**Excerpts from a dataset**
-*-*-
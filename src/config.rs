//! Harness configuration.
//!
//! Loaded from `asterisk-fixture.toml` when present. Every field has a
//! default, so an empty file (or no file) yields a working configuration:
//!
//! ```toml
//! [network]
//! base_address = "127.0.0.0"
//! hold_port = 29999
//! ami_port = 5038
//! sip_port = 5060
//!
//! [boot]
//! max_attempts = 100
//! delay_ms = 100
//!
//! [shutdown]
//! refdebug_grace_ms = 6400
//!
//! [events]
//! settle_ms = 50
//!
//! [paths]
//! binary = "asterisk"
//! assets = "tests/asterisk-assets"
//! python = "python3"
//! ```

use std::fs;
use std::net::Ipv4Addr;
use std::path::{Path, PathBuf};
use std::time::Duration;

use anyhow::{Context, Result};
use serde::Deserialize;

use crate::constants;
use crate::process::BootPolicy;

/// Result of configuration validation.
#[derive(Debug, Default)]
pub struct ValidationResult {
    /// Non-fatal warnings that should be logged but don't prevent operation.
    pub warnings: Vec<String>,
}

impl ValidationResult {
    /// Returns true if there are any warnings.
    #[must_use]
    pub fn has_warnings(&self) -> bool {
        !self.warnings.is_empty()
    }
}

/// Root configuration.
#[derive(Debug, Clone, Default, Deserialize)]
#[serde(default, deny_unknown_fields)]
pub struct HarnessConfig {
    pub network: NetworkConfig,
    pub boot: BootConfig,
    pub shutdown: ShutdownConfig,
    pub events: EventsConfig,
    pub paths: PathsConfig,
}

/// Address pool and port settings.
#[derive(Debug, Clone, Deserialize)]
#[serde(default, deny_unknown_fields)]
pub struct NetworkConfig {
    pub base_address: Ipv4Addr,
    pub hold_port: u16,
    pub ami_port: u16,
    pub sip_port: u16,
}

impl Default for NetworkConfig {
    fn default() -> Self {
        Self {
            base_address: constants::BASE_ADDRESS,
            hold_port: constants::HOLD_PORT,
            ami_port: constants::AMI_PORT,
            sip_port: constants::SIP_PORT,
        }
    }
}

/// Readiness polling.
#[derive(Debug, Clone, Deserialize)]
#[serde(default, deny_unknown_fields)]
pub struct BootConfig {
    pub max_attempts: u32,
    pub delay_ms: u64,
}

impl Default for BootConfig {
    fn default() -> Self {
        Self {
            max_attempts: constants::BOOT_MAX_ATTEMPTS,
            delay_ms: constants::BOOT_DELAY_MS,
        }
    }
}

/// Shutdown timing.
#[derive(Debug, Clone, Deserialize)]
#[serde(default, deny_unknown_fields)]
pub struct ShutdownConfig {
    pub refdebug_grace_ms: u64,
}

impl Default for ShutdownConfig {
    fn default() -> Self {
        Self {
            refdebug_grace_ms: constants::REFDEBUG_GRACE_MS,
        }
    }
}

/// Event watch timing.
#[derive(Debug, Clone, Deserialize)]
#[serde(default, deny_unknown_fields)]
pub struct EventsConfig {
    pub settle_ms: u64,
}

impl Default for EventsConfig {
    fn default() -> Self {
        Self {
            settle_ms: constants::EVENT_SETTLE_MS,
        }
    }
}

/// External programs and asset locations.
#[derive(Debug, Clone, Deserialize)]
#[serde(default, deny_unknown_fields)]
pub struct PathsConfig {
    /// Server binary; bare names are looked up on `PATH`.
    pub binary: PathBuf,
    /// Directory with `documentation/`, `sounds/`, `configs/` and
    /// `scripts/refcounter.py`.
    pub assets: Option<PathBuf>,
    /// Interpreter for the refcounter script.
    pub python: PathBuf,
}

impl Default for PathsConfig {
    fn default() -> Self {
        Self {
            binary: PathBuf::from(constants::DEFAULT_BINARY),
            assets: None,
            python: PathBuf::from(constants::DEFAULT_PYTHON),
        }
    }
}

impl HarnessConfig {
    /// Load configuration from the specified path.
    ///
    /// # Errors
    ///
    /// Returns an error if the file cannot be read, contains invalid TOML,
    /// or has fields of the wrong type.
    pub fn load_from<P: AsRef<Path>>(path: P) -> Result<Self> {
        let path = path.as_ref();
        let content = fs::read_to_string(path)
            .with_context(|| format!("Failed to read config file: {}", path.display()))?;

        let config: HarnessConfig = toml::from_str(&content)
            .with_context(|| format!("Failed to parse config file: {}", path.display()))?;

        Ok(config)
    }

    /// Load `path` if it exists, otherwise return defaults.
    ///
    /// # Errors
    ///
    /// Returns an error if the file exists but cannot be loaded.
    pub fn load_or_default<P: AsRef<Path>>(path: P) -> Result<Self> {
        let path = path.as_ref();
        if path.exists() {
            Self::load_from(path)
        } else {
            Ok(Self::default())
        }
    }

    /// Validate configuration.
    ///
    /// # Errors
    ///
    /// Returns an error listing every fatal problem:
    /// - Base address outside `127.0.0.0/8`
    /// - Zero boot attempts
    /// - Zero AMI or SIP port
    pub fn validate(&self) -> Result<ValidationResult> {
        let mut errors = Vec::new();
        let mut warnings = Vec::new();

        if !self.network.base_address.is_loopback() {
            errors.push(format!(
                "network.base_address {} is not a loopback address (127.0.0.0/8)",
                self.network.base_address
            ));
        }

        if self.network.ami_port == 0 {
            errors.push("network.ami_port cannot be 0".to_string());
        }
        if self.network.sip_port == 0 {
            errors.push("network.sip_port cannot be 0".to_string());
        }
        if self.network.hold_port == 0 {
            warnings.push(
                "network.hold_port is 0; addresses will not be checked against other processes"
                    .to_string(),
            );
        }

        if self.boot.max_attempts == 0 {
            errors.push("boot.max_attempts cannot be 0".to_string());
        }
        if self.boot.delay_ms == 0 {
            warnings.push("boot.delay_ms is 0; readiness polling will spin".to_string());
        }

        if let Some(assets) = &self.paths.assets
            && !assets.is_dir()
        {
            warnings.push(format!(
                "paths.assets does not exist: {}\n  \
                 Documentation, sounds and generic configs will not be installed",
                assets.display()
            ));
        }

        if !errors.is_empty() {
            anyhow::bail!(
                "Configuration validation failed:\n  - {}",
                errors.join("\n  - ")
            );
        }

        Ok(ValidationResult { warnings })
    }

    /// Readiness policy derived from `[boot]`.
    #[must_use]
    pub fn boot_policy(&self) -> BootPolicy {
        BootPolicy {
            max_attempts: self.boot.max_attempts,
            delay: Duration::from_millis(self.boot.delay_ms),
        }
    }

    /// Pre-shutdown delay applied when the refs debug log exists.
    #[must_use]
    pub fn refdebug_grace(&self) -> Duration {
        Duration::from_millis(self.shutdown.refdebug_grace_ms)
    }

    /// Settle delay for event watches.
    #[must_use]
    pub fn settle(&self) -> Duration {
        Duration::from_millis(self.events.settle_ms)
    }

    /// Path of the refcounter script, if an asset directory is configured.
    #[must_use]
    pub fn refcounter_script(&self) -> Option<PathBuf> {
        self.paths
            .assets
            .as_ref()
            .map(|assets| assets.join("scripts").join("refcounter.py"))
    }
}

#[cfg(test)]
mod tests {
    use super::*;

    #[test]
    fn test_parse_empty_config() {
        let config: HarnessConfig = toml::from_str("").unwrap();
        assert_eq!(config.network.base_address, Ipv4Addr::new(127, 0, 0, 0));
        assert_eq!(config.network.hold_port, 29999);
        assert_eq!(config.boot.max_attempts, 100);
        assert_eq!(config.refdebug_grace(), Duration::from_millis(6400));
        assert_eq!(config.settle(), Duration::from_millis(50));
        assert!(config.refcounter_script().is_none());
    }

    #[test]
    fn test_parse_partial_config() {
        let toml_str = r#"
[network]
base_address = "127.10.0.0"

[boot]
delay_ms = 20

[paths]
assets = "/opt/assets"
"#;
        let config: HarnessConfig = toml::from_str(toml_str).unwrap();
        assert_eq!(config.network.base_address, Ipv4Addr::new(127, 10, 0, 0));
        assert_eq!(config.network.ami_port, 5038);
        assert_eq!(
            config.boot_policy(),
            BootPolicy {
                max_attempts: 100,
                delay: Duration::from_millis(20),
            }
        );
        assert_eq!(
            config.refcounter_script(),
            Some(PathBuf::from("/opt/assets/scripts/refcounter.py"))
        );
    }

    #[test]
    fn test_unknown_field_rejected() {
        let result: std::result::Result<HarnessConfig, _> = toml::from_str("[boot]\nretries = 3\n");
        assert!(result.is_err());
    }

    #[test]
    fn test_validate_default() {
        let result = HarnessConfig::default().validate().unwrap();
        assert!(!result.has_warnings());
    }

    #[test]
    fn test_validate_non_loopback_base() {
        let mut config = HarnessConfig::default();
        config.network.base_address = Ipv4Addr::new(10, 0, 0, 0);
        config.boot.max_attempts = 0;
        let err = config.validate().unwrap_err().to_string();
        assert!(err.contains("not a loopback address"));
        assert!(err.contains("max_attempts cannot be 0"));
    }

    #[test]
    fn test_validate_warnings() {
        let mut config = HarnessConfig::default();
        config.network.hold_port = 0;
        config.paths.assets = Some(PathBuf::from("/nonexistent/assets"));
        let result = config.validate().unwrap();
        assert_eq!(result.warnings.len(), 2);
    }

    #[test]
    fn test_load_or_default_missing_file() {
        let config = HarnessConfig::load_or_default("/nonexistent/asterisk-fixture.toml").unwrap();
        assert_eq!(config.boot.max_attempts, 100);
    }

    #[test]
    fn test_load_from_file() {
        let dir = tempfile::tempdir().unwrap();
        let path = dir.path().join("asterisk-fixture.toml");
        std::fs::write(&path, "[events]\nsettle_ms = 75\n").unwrap();

        let config = HarnessConfig::load_from(&path).unwrap();
        assert_eq!(config.settle(), Duration::from_millis(75));
    }
}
-*-*-
**TASK DIRECTIONS**
When you reach the line containing "assert_eq!(config.network.hold_port, 29999);" in the data above, start copying exactly, and stop after the line containing "assert_eq!(config.settle(), Duration::from_millis(50));".

**REPLY TO THE TASK**
        assert_eq!(config.network.hold_port, 29999);
        assert_eq!(config.boot.max_attempts, 100);
        assert_eq!(config.refdebug_grace(), Duration::from_millis(6400));
        assert_eq!(config.settle(), Duration::from_millis(50));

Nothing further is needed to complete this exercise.